Your task is to print each entry exactly as written.

Records for the exercise.
*-*-*
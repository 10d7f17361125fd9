//! Named database configurations bound to a resource pool.

mod connect;

use std::collections::HashMap;
use std::fmt;

use parking_lot::RwLock;
use sea_orm::DatabaseConnection;
use tracing::{debug, info, warn, Span};

use crate::config::DatabaseConfig;
use crate::error::FacadeError;
use crate::runtime::{ExecutionLane, ResourcePool};

/// Name of a registered database configuration.
#[derive(Debug, Clone, PartialEq, Eq, Hash, PartialOrd, Ord)]
pub struct DatabaseId(String);

impl DatabaseId {
    pub fn new(id: impl Into<String>) -> Self {
        Self(id.into())
    }

    pub fn as_str(&self) -> &str {
        &self.0
    }
}

impl Default for DatabaseId {
    fn default() -> Self {
        Self("sqlite".to_string())
    }
}

impl fmt::Display for DatabaseId {
    fn fmt(&self, f: &mut fmt::Formatter<'_>) -> fmt::Result {
        f.write_str(&self.0)
    }
}

impl From<&str> for DatabaseId {
    fn from(value: &str) -> Self {
        Self::new(value)
    }
}

impl From<String> for DatabaseId {
    fn from(value: String) -> Self {
        Self(value)
    }
}

/// A database connection resolved for one lane, valid for one operation.
#[derive(Debug, Clone)]
pub struct DatabaseHandleBinding {
    id: DatabaseId,
    lane: ExecutionLane,
    connection: DatabaseConnection,
    span: Span,
}

impl DatabaseHandleBinding {
    pub fn id(&self) -> &DatabaseId {
        &self.id
    }

    pub fn lane(&self) -> ExecutionLane {
        self.lane
    }

    pub fn connection(&self) -> &DatabaseConnection {
        &self.connection
    }

    pub fn span(&self) -> &Span {
        &self.span
    }

    pub fn into_connection(self) -> DatabaseConnection {
        self.connection
    }
}

struct RegisteredDatabase {
    config: DatabaseConfig,
    lanes: Vec<DatabaseConnection>,
}

/// Registry of database configurations, each holding one connection pool per lane.
///
/// Torn down exactly once; afterwards [`DatabaseRegistry::handle`] returns `None`.
pub struct DatabaseRegistry {
    databases: RwLock<Option<HashMap<DatabaseId, RegisteredDatabase>>>,
    default_id: RwLock<DatabaseId>,
}

impl DatabaseRegistry {
    pub fn new() -> Self {
        Self {
            databases: RwLock::new(Some(HashMap::new())),
            default_id: RwLock::new(DatabaseId::default()),
        }
    }

    /// Open `config` on every lane of `pool` and store it under `id`.
    pub async fn register(
        &self,
        pool: &ResourcePool,
        id: DatabaseId,
        config: DatabaseConfig,
        is_default: bool,
    ) -> Result<(), FacadeError> {
        config.validate()?;
        self.ensure_vacant(&id)?;

        let lanes = pool.lane_count();
        let to_connect = config.clone();
        let connections = pool
            .run(async move { connect::connect_lanes(&to_connect, lanes).await })
            .await??;

        {
            let mut guard = self.databases.write();
            let databases = guard.as_mut().ok_or(FacadeError::PoolClosed)?;
            if databases.contains_key(&id) {
                return Err(duplicate(&id));
            }
            databases.insert(
                id.clone(),
                RegisteredDatabase {
                    config,
                    lanes: connections,
                },
            );
        }

        if is_default {
            *self.default_id.write() = id.clone();
        }
        info!(database = %id, lanes = lanes, is_default = is_default, "database registered");
        Ok(())
    }

    fn ensure_vacant(&self, id: &DatabaseId) -> Result<(), FacadeError> {
        match &*self.databases.read() {
            None => Err(FacadeError::PoolClosed),
            Some(databases) if databases.contains_key(id) => Err(duplicate(id)),
            Some(_) => Ok(()),
        }
    }

    /// Resolve the connection for `id` on `lane`.
    ///
    /// `None` when the registry has been torn down or `id` is unknown.
    pub fn handle(
        &self,
        id: &DatabaseId,
        lane: ExecutionLane,
        span: &Span,
    ) -> Option<DatabaseHandleBinding> {
        let guard = self.databases.read();
        let registered = guard.as_ref()?.get(id)?;
        let connection = registered
            .lanes
            .get(lane.index() % registered.lanes.len().max(1))?
            .clone();

        Some(DatabaseHandleBinding {
            id: id.clone(),
            lane,
            connection,
            span: span.clone(),
        })
    }

    pub fn default_id(&self) -> DatabaseId {
        self.default_id.read().clone()
    }

    pub fn contains(&self, id: &DatabaseId) -> bool {
        self.databases
            .read()
            .as_ref()
            .is_some_and(|databases| databases.contains_key(id))
    }

    /// Registered ids in sorted order.
    pub fn ids(&self) -> Vec<DatabaseId> {
        let mut ids: Vec<DatabaseId> = self
            .databases
            .read()
            .as_ref()
            .map(|databases| databases.keys().cloned().collect())
            .unwrap_or_default();
        ids.sort();
        ids
    }

    pub fn config(&self, id: &DatabaseId) -> Option<DatabaseConfig> {
        self.databases
            .read()
            .as_ref()?
            .get(id)
            .map(|registered| registered.config.clone())
    }

    pub fn is_torn_down(&self) -> bool {
        self.databases.read().is_none()
    }

    /// Close every lane pool. Idempotent.
    pub async fn shutdown(&self) {
        let Some(databases) = self.databases.write().take() else {
            return;
        };

        for (id, registered) in databases {
            for (lane, connection) in registered.lanes.into_iter().enumerate() {
                if let Err(e) = connection.close().await {
                    warn!(database = %id, lane = lane, error = %e, "failed to close lane pool");
                }
            }
            debug!(database = %id, "database closed");
        }
    }

    /// Drop every lane pool without waiting for connections to close.
    pub fn teardown(&self) {
        if let Some(databases) = self.databases.write().take() {
            debug!(databases = databases.len(), "registry torn down");
        }
    }
}

impl Default for DatabaseRegistry {
    fn default() -> Self {
        Self::new()
    }
}

impl fmt::Debug for DatabaseRegistry {
    fn fmt(&self, f: &mut fmt::Formatter<'_>) -> fmt::Result {
        f.debug_struct("DatabaseRegistry")
            .field("ids", &self.ids())
            .field("default_id", &self.default_id())
            .field("torn_down", &self.is_torn_down())
            .finish()
    }
}

fn duplicate(id: &DatabaseId) -> FacadeError {
    FacadeError::config(format!("database `{id}` is already registered"))
}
*-*-*
Completed exercise.
repository 10d7f17361125fd9
//! Named database configurations bound to a resource pool.

mod connect;

use std::collections::HashMap;
use std::fmt;

use parking_lot::RwLock;
use sea_orm::DatabaseConnection;
use tracing::{debug, info, warn, Span};

use crate::config::DatabaseConfig;
use crate::error::FacadeError;
use crate::runtime::{ExecutionLane, ResourcePool};

/// Name of a registered database configuration.
#[derive(Debug, Clone, PartialEq, Eq, Hash, PartialOrd, Ord)]
pub struct DatabaseId(String);

impl DatabaseId {
    pub fn new(id: impl Into<String>) -> Self {
        Self(id.into())
    }

    pub fn as_str(&self) -> &str {
        &self.0
    }
}

impl Default for DatabaseId {
    fn default() -> Self {
        Self("sqlite".to_string())
    }
}

impl fmt::Display for DatabaseId {
    fn fmt(&self, f: &mut fmt::Formatter<'_>) -> fmt::Result {
        f.write_str(&self.0)
    }
}

impl From<&str> for DatabaseId {
    fn from(value: &str) -> Self {
        Self::new(value)
    }
}

impl From<String> for DatabaseId {
    fn from(value: String) -> Self {
        Self(value)
    }
}

/// A database connection resolved for one lane, valid for one operation.
#[derive(Debug, Clone)]
pub struct DatabaseHandleBinding {
    id: DatabaseId,
    lane: ExecutionLane,
    connection: DatabaseConnection,
    span: Span,
}

impl DatabaseHandleBinding {
    pub fn id(&self) -> &DatabaseId {
        &self.id
    }

    pub fn lane(&self) -> ExecutionLane {
        self.lane
    }

    pub fn connection(&self) -> &DatabaseConnection {
        &self.connection
    }

    pub fn span(&self) -> &Span {
        &self.span
    }

    pub fn into_connection(self) -> DatabaseConnection {
        self.connection
    }
}

struct RegisteredDatabase {
    config: DatabaseConfig,
    lanes: Vec<DatabaseConnection>,
}

/// Registry of database configurations, each holding one connection pool per lane.
///
/// Torn down exactly once; afterwards [`DatabaseRegistry::handle`] returns `None`.
pub struct DatabaseRegistry {
    databases: RwLock<Option<HashMap<DatabaseId, RegisteredDatabase>>>,
    default_id: RwLock<DatabaseId>,
}

impl DatabaseRegistry {
    pub fn new() -> Self {
        Self {
            databases: RwLock::new(Some(HashMap::new())),
            default_id: RwLock::new(DatabaseId::default()),
        }
    }

    /// Open `config` on every lane of `pool` and store it under `id`.
    pub async fn register(
        &self,
        pool: &ResourcePool,
        id: DatabaseId,
        config: DatabaseConfig,
        is_default: bool,
    ) -> Result<(), FacadeError> {
        config.validate()?;
        self.ensure_vacant(&id)?;

        let lanes = pool.lane_count();
        let to_connect = config.clone();
        let connections = pool
            .run(async move { connect::connect_lanes(&to_connect, lanes).await })
            .await??;

        {
            let mut guard = self.databases.write();
            let databases = guard.as_mut().ok_or(FacadeError::PoolClosed)?;
            if databases.contains_key(&id) {
                return Err(duplicate(&id));
            }
            databases.insert(
                id.clone(),
                RegisteredDatabase {
                    config,
                    lanes: connections,
                },
            );
        }

        if is_default {
            *self.default_id.write() = id.clone();
        }
        info!(database = %id, lanes = lanes, is_default = is_default, "database registered");
        Ok(())
    }

    fn ensure_vacant(&self, id: &DatabaseId) -> Result<(), FacadeError> {
        match &*self.databases.read() {
            None => Err(FacadeError::PoolClosed),
            Some(databases) if databases.contains_key(id) => Err(duplicate(id)),
            Some(_) => Ok(()),
        }
    }

    /// Resolve the connection for `id` on `lane`.
    ///
    /// `None` when the registry has been torn down or `id` is unknown.
    pub fn handle(
        &self,
        id: &DatabaseId,
        lane: ExecutionLane,
        span: &Span,
    ) -> Option<DatabaseHandleBinding> {
        let guard = self.databases.read();
        let registered = guard.as_ref()?.get(id)?;
        let connection = registered
            .lanes
            .get(lane.index() % registered.lanes.len().max(1))?
            .clone();

        Some(DatabaseHandleBinding {
            id: id.clone(),
            lane,
            connection,
            span: span.clone(),
        })
    }

    pub fn default_id(&self) -> DatabaseId {
        self.default_id.read().clone()
    }

    pub fn contains(&self, id: &DatabaseId) -> bool {
        self.databases
            .read()
            .as_ref()
            .is_some_and(|databases| databases.contains_key(id))
    }

    /// Registered ids in sorted order.
    pub fn ids(&self) -> Vec<DatabaseId> {
        let mut ids: Vec<DatabaseId> = self
            .databases
            .read()
            .as_ref()
            .map(|databases| databases.keys().cloned().collect())
            .unwrap_or_default();
        ids.sort();
        ids
    }

    pub fn config(&self, id: &DatabaseId) -> Option<DatabaseConfig> {
        self.databases
            .read()
            .as_ref()?
            .get(id)
            .map(|registered| registered.config.clone())
    }

    pub fn is_torn_down(&self) -> bool {
        self.databases.read().is_none()
    }

    /// Close every lane pool. Idempotent.
    pub async fn shutdown(&self) {
        let Some(databases) = self.databases.write().take() else {
            return;
        };

        for (id, registered) in databases {
            for (lane, connection) in registered.lanes.into_iter().enumerate() {
                if let Err(e) = connection.close().await {
                    warn!(database = %id, lane = lane, error = %e, "failed to close lane pool");
                }
            }
            debug!(database = %id, "database closed");
        }
    }

    /// Drop every lane pool without waiting for connections to close.
    pub fn teardown(&self) {
        if let Some(databases) = self.databases.write().take() {
            debug!(databases = databases.len(), "registry torn down");
        }
    }
}

impl Default for DatabaseRegistry {
    fn default() -> Self {
        Self::new()
    }
}

impl fmt::Debug for DatabaseRegistry {
    fn fmt(&self, f: &mut fmt::Formatter<'_>) -> fmt::Result {
        f.debug_struct("DatabaseRegistry")
            .field("ids", &self.ids())
            .field("default_id", &self.default_id())
            .field("torn_down", &self.is_torn_down())
            .finish()
    }
}

fn duplicate(id: &DatabaseId) -> FacadeError {
    FacadeError::config(format!("database `{id}` is already registered"))
}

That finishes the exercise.